WONG:         Yeah; before, it was a concrete company. Before, it was like a tire company; they sort of fixed cars and did tires in there. And so, it’s one of these sort of empty spaces that no one really knew what to do with. And as artists, we sort of see it as an opportunity. And so, we sort of used the space to create something that we wanted for the artist community in Hawaii. And so, it’s become sort of our headquarters and a gathering place.

 

And where is it?

 

WONG:         It’s on Lana Lane. It’s called Lana Lane Studios, but it’s on this private road called Lana Lane. And it’s right on Auahi Street between Cooke and Coral.

 

Jasper Wong and Kamea Hadar consider themselves a good duo, because they see themselves as both dreamers and doers with good creative and business sense. They acknowledge that organizing Pow Wow Hawaii is an enormous undertaking, but a task they look forward to taking on again.

 

It’s such a remarkable phenomenon, and yet, you can’t rest on your laurels ‘cause it’s just as hard the next year. Right? And you’re not paying your own money for it, but you’re —

 

WONG:         Well, we make it harder for ourselves by making it bigger.

 

Right. You’re always upping the learning curve for yourselves.

 

HADAR:         Yeah. Yeah; I mean, I guess that’s the dreamer part, is you’re never completely satisfied, you’re always hungry for more, you’re always motivated to do bigger and better. I mean, one of my favorite things that we’ve been doing the last couple years is blacking out and destroying the pieces. Some of them.

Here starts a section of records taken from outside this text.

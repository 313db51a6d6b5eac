//! Shares and commitment sets.

use ark_bn254::{Fr, G1Affine};
use ark_serialize::CanonicalSerialize;

use crate::error::{engine_failure, DaError, EngineResult, ResultCode};
use crate::handle::{owned_resource, Handle};
use crate::transcript::Transcript;

const AGGREGATION_DOMAIN: &[u8] = b"blobshare:v1:column-aggregation";

/// Row commitments plus the dimensions they were produced for.
#[derive(Debug, Clone, PartialEq, Eq)]
pub(crate) struct CommitmentSet {
    pub(crate) row_commitments: Vec<G1Affine>,
    pub(crate) chunk_count: usize,
    pub(crate) column_count: usize,
}

impl CommitmentSet {
    /// Transcript over the dimensions and every row commitment.  Column
    /// challenges extend a clone of it.
    pub(crate) fn transcript(&self) -> EngineResult<Transcript> {
        let mut transcript = Transcript::new(AGGREGATION_DOMAIN);
        transcript.append_u64(self.column_count as u64);
        transcript.append_u64(self.chunk_count as u64);
        transcript.append_u64(self.row_commitments.len() as u64);
        for commitment in &self.row_commitments {
            transcript.append_point(commitment)?;
        }
        Ok(transcript)
    }
}

/// Challenge `h` that weights row `r` by `h^r` in the opening of column
/// `index`.  It absorbs the column's evaluations, so they are fixed before
/// the weights are known.
pub(crate) fn column_challenge(base: &Transcript, index: usize, column: &[Fr]) -> Fr {
    let mut transcript = base.clone();
    transcript.append_u64(index as u64);
    transcript.append_u64(column.len() as u64);
    for value in column {
        transcript.append_scalar(value);
    }
    transcript.challenge()
}

#[derive(Debug, Clone)]
pub(crate) struct ShareState {
    pub(crate) index: usize,
    /// One extended evaluation per row.
    pub(crate) column: Vec<Fr>,
    pub(crate) proof: G1Affine,
    pub(crate) commitments: CommitmentSet,
}

/// One extended column of an encoded payload with its opening proof.
pub struct Share {
    pub(crate) handle: Handle<ShareState>,
}

owned_resource!(Share, "share");

impl Share {
    pub(crate) fn new(state: ShareState) -> Self {
        Self {
            handle: Handle::new("share", state),
        }
    }

    /// Column index of the share, or `0` for a null share.
    pub fn index(&self) -> usize {
        self.handle.get().map_or(0, |state| state.index)
    }

    /// Returns an owned copy of the commitments the share was produced with.
    pub fn commitments(&self) -> Result<Commitments, DaError> {
        let state = self.state("share_commitments")?;
        Ok(Commitments::new(state.commitments.clone()))
    }

    pub(crate) fn state(&self, operation: &'static str) -> Result<&ShareState, DaError> {
        self.handle.require(operation)
    }
}

/// Owned commitment set, releasable independently of the share it came from.
pub struct Commitments {
    handle: Handle<CommitmentSet>,
}

owned_resource!(Commitments, "commitments");

impl Commitments {
    pub(crate) fn new(set: CommitmentSet) -> Self {
        Self {
            handle: Handle::new("commitments", set),
        }
    }

    /// Number of row commitments; `0` when null.
    pub fn row_count(&self) -> usize {
        self.handle.get().map_or(0, |set| set.row_commitments.len())
    }

    /// Number of payload chunks covered; `0` when null.
    pub fn chunk_count(&self) -> usize {
        self.handle.get().map_or(0, |set| set.chunk_count)
    }

    /// Extended column count of the encoding; `0` when null.
    pub fn column_count(&self) -> usize {
        self.handle.get().map_or(0, |set| set.column_count)
    }

    /// Row commitments as compressed G1 points.
    pub fn row_commitment_bytes(&self) -> Result<Vec<Vec<u8>>, DaError> {
        const OPERATION: &str = "row_commitment_bytes";
        let set = self.handle.require(OPERATION)?;
        set.row_commitments
            .iter()
            .map(|point| compress(point).map_err(|code| DaError::from_code(OPERATION, code)))
            .collect()
    }
}

fn compress(point: &G1Affine) -> EngineResult<Vec<u8>> {
    let mut out = Vec::with_capacity(point.compressed_size());
    match point.serialize_compressed(&mut out) {
        Ok(()) => Ok(out),
        Err(err) => engine_failure(
            ResultCode::InternalError,
            format!("cannot serialize commitment: {err}"),
        ),
    }
}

And people are always shocked when we do that, and that’s one of my favorite things in the world to do.

 

Why is that? ‘Cause you love creativity, and now you’re destroying.

 

HADAR:         Because it just proves that it’s really not about the finished product, that’s something that you’re gonna sell. I mean, every artist needs to make a living, and we have gallery shows and the pieces are for sale. But that’s not the only thing that drives us. It’s also the power of creativity and collaboration. All the artists working together and the process of all of us working together, and to see that happen and to be a part of it as an artist, it’s a beautiful thing. And whatever we create it’s not that important.

 

WONG:         Yeah.

 

HADAR:         It’s not as important sometimes as that whole process.

 

WONG:         It brings it back to sort of how we were when we were drawing or doodling, and painting when we were little kids. None of us were thinking at that age that we were painting or drawing to sort of make a living or to sell this particular canvas. But then, we just did it ‘cause we loved it and it was fun. And I think when you do it that way, when you sort of create it just for the fun of creation, and then destroy it afterwards, it kind of reminds us that it’s really just about having fun and painting, and creating.

 

Artists Jasper Wong and Kamea Hadar say they’ll continue to do their part to grow this new art movement in Hawaii. They hope to bring in new groups of artists for collaboration and future murals in urban Honolulu. Jasper and Kamea are also considering expanding Pow Wow into several other countries as well. Mahalo to Jasper Wong and Kamea Hadar for sharing their story with us. And mahalo to you for joining us. For PBS Hawaii and Long Story Short, I’m Leslie Wilcox. A hui hou.

 

For audio and written transcripts of this program, and all episodes of Long Story Short with Leslie Wilcox, visit PBSHawaii.org.

 

HADAR:         You should never be completely comfortable. I think any artist can tell you that if you look at your work from a year ago or two years ago, or three years ago, I mean, you instantly see how you’ve progressed. And if you don’t, I mean, you should; you should be constantly looking at how you can move.